I mean, if someone talks about The Turner Diaries as a simple dystopian story, yeah, that's a problem. And yes, something bad does happen. For example, I love the stories of Robert E. Howard, but there's a whole lot of racism and sexism in them, full stop. Not discussing those issues marginalizes people, creating a hostile environment for them in the fandom. You can enjoy stuff while still being critical of it.
If someone writes fan fiction making the pro-slavery and the anti-slavery sides of a conflict morally equivalent, or, worse, the pro-slavery side the good guys, and we choose to completely suspend judgement and shut our eyes to the implications there, that's a moral abdication. As Neil Peart wrote, "if you choose not to decide, you still have made a choice." Desmond Tutu had some words as well, about people who are neutral regarding injustice.
Your choice to take personal insult to a general point is your own. Your choice to assume the most hostile possible interpretation is your own. It's one I've seen you make a lot. Which is a bummer.
It's a big world, there are a lot of different types and degrees of depictions of unsavory content. I'm not saying that it's always an easy black and white line or that liking fiction with morally-dubious stuff in it is inherent immoral, by any means. But ignoring history and context rarely gets us anyplace good. If someone makes their Space Nazis or their Space Confederacy heroic, barring other data to the contrary, you can reasonably infer some things about their worldview. If they make their Space Federation one where
slavery is explicitly protected by interplanetary law, likewise.
My entire point here is simply that I think it's wrong to levy moral judgement on those who don't criticize a given work of fiction to the degree or extent that you do. Whether or not a person calls out a lack of attention to the unsavory aspects of something they are reading doesn't IMO imply anything about them.
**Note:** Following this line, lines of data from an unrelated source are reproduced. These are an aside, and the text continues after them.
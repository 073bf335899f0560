use std::io;

use bytes::Bytes;
pub use four_cc::FourCC;
use tracing::debug;

mod boxes;
mod cursor;
mod registry;

pub use boxes::*;
pub use cursor::ByteCursor;
pub use registry::{decoder_for, read_any_box, read_boxes, AnyBox, BoxDecoder};

fn get_total_box_size<B: Mp4Box + ?Sized>(boks: &B) -> u64 {
    let mut size = boks.content_size() + 8;

    if boks.get_full_box_header().is_some() {
        size += FullBoxHeader::SIZE;
    }

    if size > u32::MAX as u64 {
        size += 8; // largesize header
    }

    size
}

fn write_box_header<B: Mp4Box + ?Sized>(cursor: &mut ByteCursor, size: u64) {
    if size > u32::MAX as u64 {
        cursor.write_u32(1);
        cursor.write_bytes(&B::NAME.0);
        cursor.write_u64(size);
    } else {
        cursor.write_u32(size as u32);
        cursor.write_bytes(&B::NAME.0);
    }
}

/// The common `size` + `type` prefix of every box, as parsed off the wire.
///
/// `offset` records where in the buffer the box started. It is bookkeeping
/// for callers walking a stream and is never written back out.
#[derive(Copy, Clone, Debug, PartialEq, Eq)]
pub struct BoxHeader {
    pub name: FourCC,
    pub size: u64,
    pub header_len: u64,
    pub offset: u64,
}

impl BoxHeader {
    pub fn content_len(&self) -> u64 {
        self.size - self.header_len
    }

    pub fn read(cursor: &mut ByteCursor) -> Result<Self, Mp4BoxError> {
        let offset = cursor.position() as u64;

        let size = cursor.read_u32()?;
        let name = cursor.read_fourcc()?;

        let (size, header_len) = match size {
            0 => (cursor.len() as u64 - offset, 8),
            1 => (cursor.read_u64()?, 16),
            _ => (size as u64, 8),
        };

        if size < header_len {
            return Err(Mp4BoxError::InvalidSize { name, size });
        }

        // a box that runs past the buffer cannot be decoded or skipped
        let available = header_len as usize + cursor.remaining();
        if size > available as u64 {
            return Err(Mp4BoxError::UnexpectedEof {
                needed: size as usize,
                available,
            });
        }

        Ok(BoxHeader {
            name,
            size,
            header_len,
            offset,
        })
    }
}

#[derive(Copy, Clone, Debug, PartialEq, Eq)]
pub struct FullBoxHeader {
    version: u8,
    flags: u32,
}

impl FullBoxHeader {
    pub const SIZE: u64 = 4;

    pub fn new(version: u8, flags: u32) -> Self {
        FullBoxHeader { version, flags }
    }

    pub fn version(&self) -> u8 {
        self.version
    }

    pub fn flags(&self) -> u32 {
        self.flags
    }

    pub fn write(&self, cursor: &mut ByteCursor) {
        cursor.write_u8(self.version).write_u24(self.flags);
    }

    pub fn read(cursor: &mut ByteCursor) -> Result<Self, Mp4BoxError> {
        let version = cursor.read_u8()?;
        let flags = cursor.read_u24()?;

        Ok(FullBoxHeader { version, flags })
    }
}

#[derive(Debug, thiserror::Error)]
pub enum Mp4BoxError {
    #[error("Failed to write box: {0}")]
    IoError(#[from] io::Error),

    #[error("unexpected end of input: needed {needed} bytes, {available} available")]
    UnexpectedEof { needed: usize, available: usize },

    #[error("'{name}' declares {declared} bytes but decoding consumed {actual}")]
    SizeMismatch {
        name: FourCC,
        declared: u64,
        actual: u64,
    },

    #[error("expected a '{expected}' box, found '{found}'")]
    UnexpectedBox { expected: FourCC, found: FourCC },

    #[error("no decoder registered for '{0}' boxes")]
    UnsupportedBox(FourCC),

    #[error("'{parent}' is missing its mandatory '{name}' child")]
    MissingBox { parent: FourCC, name: FourCC },

    #[error("'{name}' declares an impossible size of {size} bytes")]
    InvalidSize { name: FourCC, size: u64 },

    #[error("cursor position {position} is past the end of the {len}-byte buffer")]
    PositionOutOfRange { position: usize, len: usize },

    #[error("string field holds invalid UTF-8")]
    InvalidUtf8,
}

/// A trait interface for a MP4 box.
///
/// Encoding and decoding are symmetric: `write_box_contents` and
/// `read_box_contents` cover the variant payload (including the version and
/// flags prefix for full boxes, on the read side), while the provided
/// `write`/`read` handle the `size` + `type` header and verify that the
/// declared size matches the bytes actually produced or consumed.
pub trait Mp4Box {
    const NAME: FourCC;

    fn get_full_box_header(&self) -> Option<FullBoxHeader> {
        None
    }

    fn flags(&self) -> Option<u32> {
        self.get_full_box_header().map(|h| h.flags)
    }

    /// The size of the contents of the box.
    fn content_size(&self) -> u64;

    fn size(&self) -> u64 {
        get_total_box_size::<Self>(&self)
    }

    fn write_box_contents(&self, cursor: &mut ByteCursor) -> Result<(), Mp4BoxError>;

    fn write(&self, cursor: &mut ByteCursor) -> Result<(), Mp4BoxError> {
        let start = cursor.position();

        write_box_header::<Self>(cursor, self.size());
        if let Some(box_header) = self.get_full_box_header() {
            box_header.write(cursor);
        }

        self.write_box_contents(cursor)?;

        let written = (cursor.position() - start) as u64;
        assert_eq!(written, self.size());

        Ok(())
    }

    fn to_bytes(&self) -> Result<Bytes, Mp4BoxError> {
        let mut cursor = ByteCursor::with_capacity(self.size() as usize);
        self.write(&mut cursor)?;

        Ok(cursor.into_bytes())
    }

    fn read_box_contents(cursor: &mut ByteCursor, header: &BoxHeader) -> Result<Self, Mp4BoxError>
    where
        Self: Sized;

    fn read(cursor: &mut ByteCursor) -> Result<Self, Mp4BoxError>
    where
        Self: Sized,
    {
        let start = cursor.position();

        let header = BoxHeader::read(cursor)?;
        if header.name != Self::NAME {
            return Err(Mp4BoxError::UnexpectedBox {
                expected: Self::NAME,
                found: header.name,
            });
        }

        let value = Self::read_box_contents(cursor, &header)?;

        let consumed = (cursor.position() - start) as u64;
        if consumed != header.size {
            return Err(Mp4BoxError::SizeMismatch {
                name: header.name,
                declared: header.size,
                actual: consumed,
            });
        }

        Ok(value)
    }

    fn from_bytes(bytes: &[u8]) -> Result<Self, Mp4BoxError>
    where
        Self: Sized,
    {
        let mut cursor = ByteCursor::from_slice(bytes);
        Self::read(&mut cursor)
    }
}

/// Walks the children of a container box.
///
/// The handler decodes the children it recognizes and returns `false` for
/// the rest, which are skipped by their declared size so one odd child does
/// not take down its siblings. A child that lies about its size, either by
/// overflowing the parent or by not matching what its decoder consumed, is
/// a malformed-box error.
pub fn read_box_children<F>(
    cursor: &mut ByteCursor,
    header: &BoxHeader,
    mut handle: F,
) -> Result<(), Mp4BoxError>
where
    F: FnMut(&BoxHeader, &mut ByteCursor) -> Result<bool, Mp4BoxError>,
{
    let end = cursor.position() + header.content_len() as usize;

    while cursor.position() < end {
        let start = cursor.position();
        let child = BoxHeader::read(cursor)?;

        if start + child.size as usize > end {
            return Err(Mp4BoxError::InvalidSize {
                name: child.name,
                size: child.size,
            });
        }

        if handle(&child, cursor)? {
            let consumed = (cursor.position() - start) as u64;
            if consumed != child.size {
                return Err(Mp4BoxError::SizeMismatch {
                    name: child.name,
                    declared: child.size,
                    actual: consumed,
                });
            }
        } else {
            debug!("skipping unrecognized '{}' box ({} bytes)", child.name, child.size);
            cursor.set_position(start + child.size as usize)?;
        }
    }

    Ok(())
}

#[derive(Debug, Clone, PartialEq)]
pub struct MediaDataBox {
    pub data: Bytes,
}

impl Mp4Box for MediaDataBox {
    const NAME: FourCC = FourCC(*b"mdat");

    fn content_size(&self) -> u64 {
        self.data.len() as _
    }

    fn write_box_contents(&self, cursor: &mut ByteCursor) -> Result<(), Mp4BoxError> {
        cursor.write_bytes(&self.data);

        Ok(())
    }

    fn read_box_contents(cursor: &mut ByteCursor, header: &BoxHeader) -> Result<Self, Mp4BoxError> {
        let data = cursor.read_bytes(header.content_len() as usize)?;

        Ok(MediaDataBox { data })
    }
}

#[test]
fn box_header_reads_the_largesize_escape() {
    let mut cursor = ByteCursor::new();
    cursor
        .write_u32(1)
        .write_utf8_bytes("mdat")
        .write_u64(24)
        .write_u64(0xfeedfacecafebeef);

    cursor.set_position(0).unwrap();
    let header = BoxHeader::read(&mut cursor).unwrap();

    assert_eq!(header.name, FourCC(*b"mdat"));
    assert_eq!(header.size, 24);
    assert_eq!(header.header_len, 16);
    assert_eq!(header.content_len(), 8);
}

#[test]
fn box_header_rejects_a_size_past_the_buffer() {
    let mut cursor = ByteCursor::new();
    cursor.write_u32(64).write_utf8_bytes("moov");

    cursor.set_position(0).unwrap();

    assert!(matches!(
        BoxHeader::read(&mut cursor),
        Err(Mp4BoxError::UnexpectedEof {
            needed: 64,
            available: 8,
        })
    ));
}

#[test]
fn box_header_rejects_sizes_smaller_than_itself() {
    let mut cursor = ByteCursor::new();
    cursor.write_u32(7).write_utf8_bytes("free");

    cursor.set_position(0).unwrap();

    assert!(matches!(
        BoxHeader::read(&mut cursor),
        Err(Mp4BoxError::InvalidSize { size: 7, .. })
    ));
}

#[test]
fn box_header_size_zero_extends_to_the_end() {
    let mut cursor = ByteCursor::new();
    cursor
        .write_u32(0)
        .write_utf8_bytes("mdat")
        .write_bytes(&[1, 2, 3, 4]);

    cursor.set_position(0).unwrap();
    let header = BoxHeader::read(&mut cursor).unwrap();

    assert_eq!(header.size, 12);
    assert_eq!(header.content_len(), 4);
}

#[test]
fn mdat_round_trips() {
    let mdat = MediaDataBox {
        data: Bytes::from_static(&[9, 8, 7, 6, 5]),
    };

    let bytes = mdat.to_bytes().unwrap();
    assert_eq!(bytes.len() as u64, mdat.size());
    assert_eq!(&bytes[..8], &[0, 0, 0, 13, b'm', b'd', b'a', b't']);

    let decoded = MediaDataBox::from_bytes(&bytes).unwrap();
    assert_eq!(decoded.data, mdat.data);
}

#[test]
fn full_box_header_masks_flags_to_24_bits() {
    let mut cursor = ByteCursor::new();
    FullBoxHeader::new(0, 0x01000000).write(&mut cursor);

    assert_eq!(cursor.as_slice(), &[0, 0, 0, 0]);
}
I think, as I already said, that there's room for nuance. As Voadam pointed out and eloquently illustrated, for example.
OTOH there are obvious edge cases. If someone enthusiastically recommends that their friends read
The Turner Diaries, or Barker's
Serpent's Walk, without any caveats about these being white supremacist or Nazi documents, I think we all would be right in looking askance at that person and inferring that their motives or worldview are perverse and antisocial, barring other solid evidence to the contrary.
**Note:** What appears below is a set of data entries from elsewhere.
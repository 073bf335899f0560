use four_cc::FourCC;

use crate::Mp4BoxError;
use crate::{BoxHeader, ByteCursor, FullBoxHeader, Mp4Box};

use std::mem::size_of;

#[derive(Debug, Clone, PartialEq, Eq)]
pub struct MediaHeaderBox {
    pub creation_time: u64,
    pub modification_time: u64,
    pub timescale: u32,
    pub duration: u64,
    /// ISO-639-2/T code packed into 15 bits, 0 when unset.
    pub language: u16,
}

impl Mp4Box for MediaHeaderBox {
    const NAME: FourCC = FourCC(*b"mdhd");

    fn get_full_box_header(&self) -> Option<FullBoxHeader> {
        Some(FullBoxHeader::new(1, 0))
    }

    fn content_size(&self) -> u64 {
        size_of::<u64>() as u64 + // creation_time
        size_of::<u64>() as u64 + // modification_time
        size_of::<u32>() as u64 + // timescale
        size_of::<u64>() as u64 + // duration
        size_of::<u16>() as u64 + // language
        size_of::<u16>() as u64 // pre_defined
    }

    fn write_box_contents(&self, cursor: &mut ByteCursor) -> Result<(), Mp4BoxError> {
        cursor
            .write_u64(self.creation_time)
            .write_u64(self.modification_time)
            .write_u32(self.timescale)
            .write_u64(self.duration)
            .write_u16(self.language)
            .write_u16(0); // pre_defined

        Ok(())
    }

    fn read_box_contents(cursor: &mut ByteCursor, _header: &BoxHeader) -> Result<Self, Mp4BoxError> {
        let full_box = FullBoxHeader::read(cursor)?;

        let (creation_time, modification_time, timescale, duration) = if full_box.version() == 1 {
            (
                cursor.read_u64()?,
                cursor.read_u64()?,
                cursor.read_u32()?,
                cursor.read_u64()?,
            )
        } else {
            (
                cursor.read_u32()? as u64,
                cursor.read_u32()? as u64,
                cursor.read_u32()?,
                cursor.read_u32()? as u64,
            )
        };

        let language = cursor.read_u16()?;
        cursor.skip(2)?; // pre_defined

        Ok(MediaHeaderBox {
            creation_time,
            modification_time,
            timescale,
            duration,
            language,
        })
    }
}

#[test]
fn round_trips() {
    let mdhd = MediaHeaderBox {
        creation_time: 3_600_000_000,
        modification_time: 3_600_000_001,
        timescale: 90_000,
        duration: 270_000,
        language: 0x55c4, // "und"
    };

    let decoded = MediaHeaderBox::from_bytes(&mdhd.to_bytes().unwrap()).unwrap();

    assert_eq!(decoded, mdhd);
}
In the gaming world we rarely get as obvious instances as
NuTSR's Star Frontiers: New Genesis or Varg Vikernes'
Myfarog explicitly encoding and endorsing white supremacist concepts in the text. Not all WS or otherwise anti-egalitarian writers so explicitly put their odious beliefs into their work. Other writers are more subtle, and leave more room for doubt or plausible deniability.
The degree to which any given person feels a desire not to share and endorse work by creators who hold and promulgate repugnant beliefs but don't explicitly put them into their games is up to the conscience of the individual.
Of course it's also a spectrum, with SF:NG and Myfarog at one end, games with no messages of bigotry showing in them at the other, and ones which might more subtly signal opposition to civil and human rights somewhere in the middle. Ones that whitewash the Confederacy, say. Promulgating
Lost Cause propaganda, for instance.
"Who gets to determine"? We all do. And I would argue that we each have a responsibility to. Different people will naturally make varying choices according to their own moral compasses. But just as onlookers will judge if we see a person steal or lie or abuse a helpless person, we may understandably note when a person endorses the work of someone like Varg or Dave Johnson or even Macris without any caveats. Before this thread I was unaware that Goodman had
published a game which puts Confederates (in space) on an equal moral footing with the Union (in space), and has the players start in the friendly spaceport of New Savannah, where space pioneers embark on a Westward Expansion for adventures in colonial conquest. That kind of triggers my ick, I have to admit. And it contextualizes their choice to work with an outspoken WS and to lie about the arrangement a little differently. It makes me a little less likely to give Goodman the benefit of the doubt.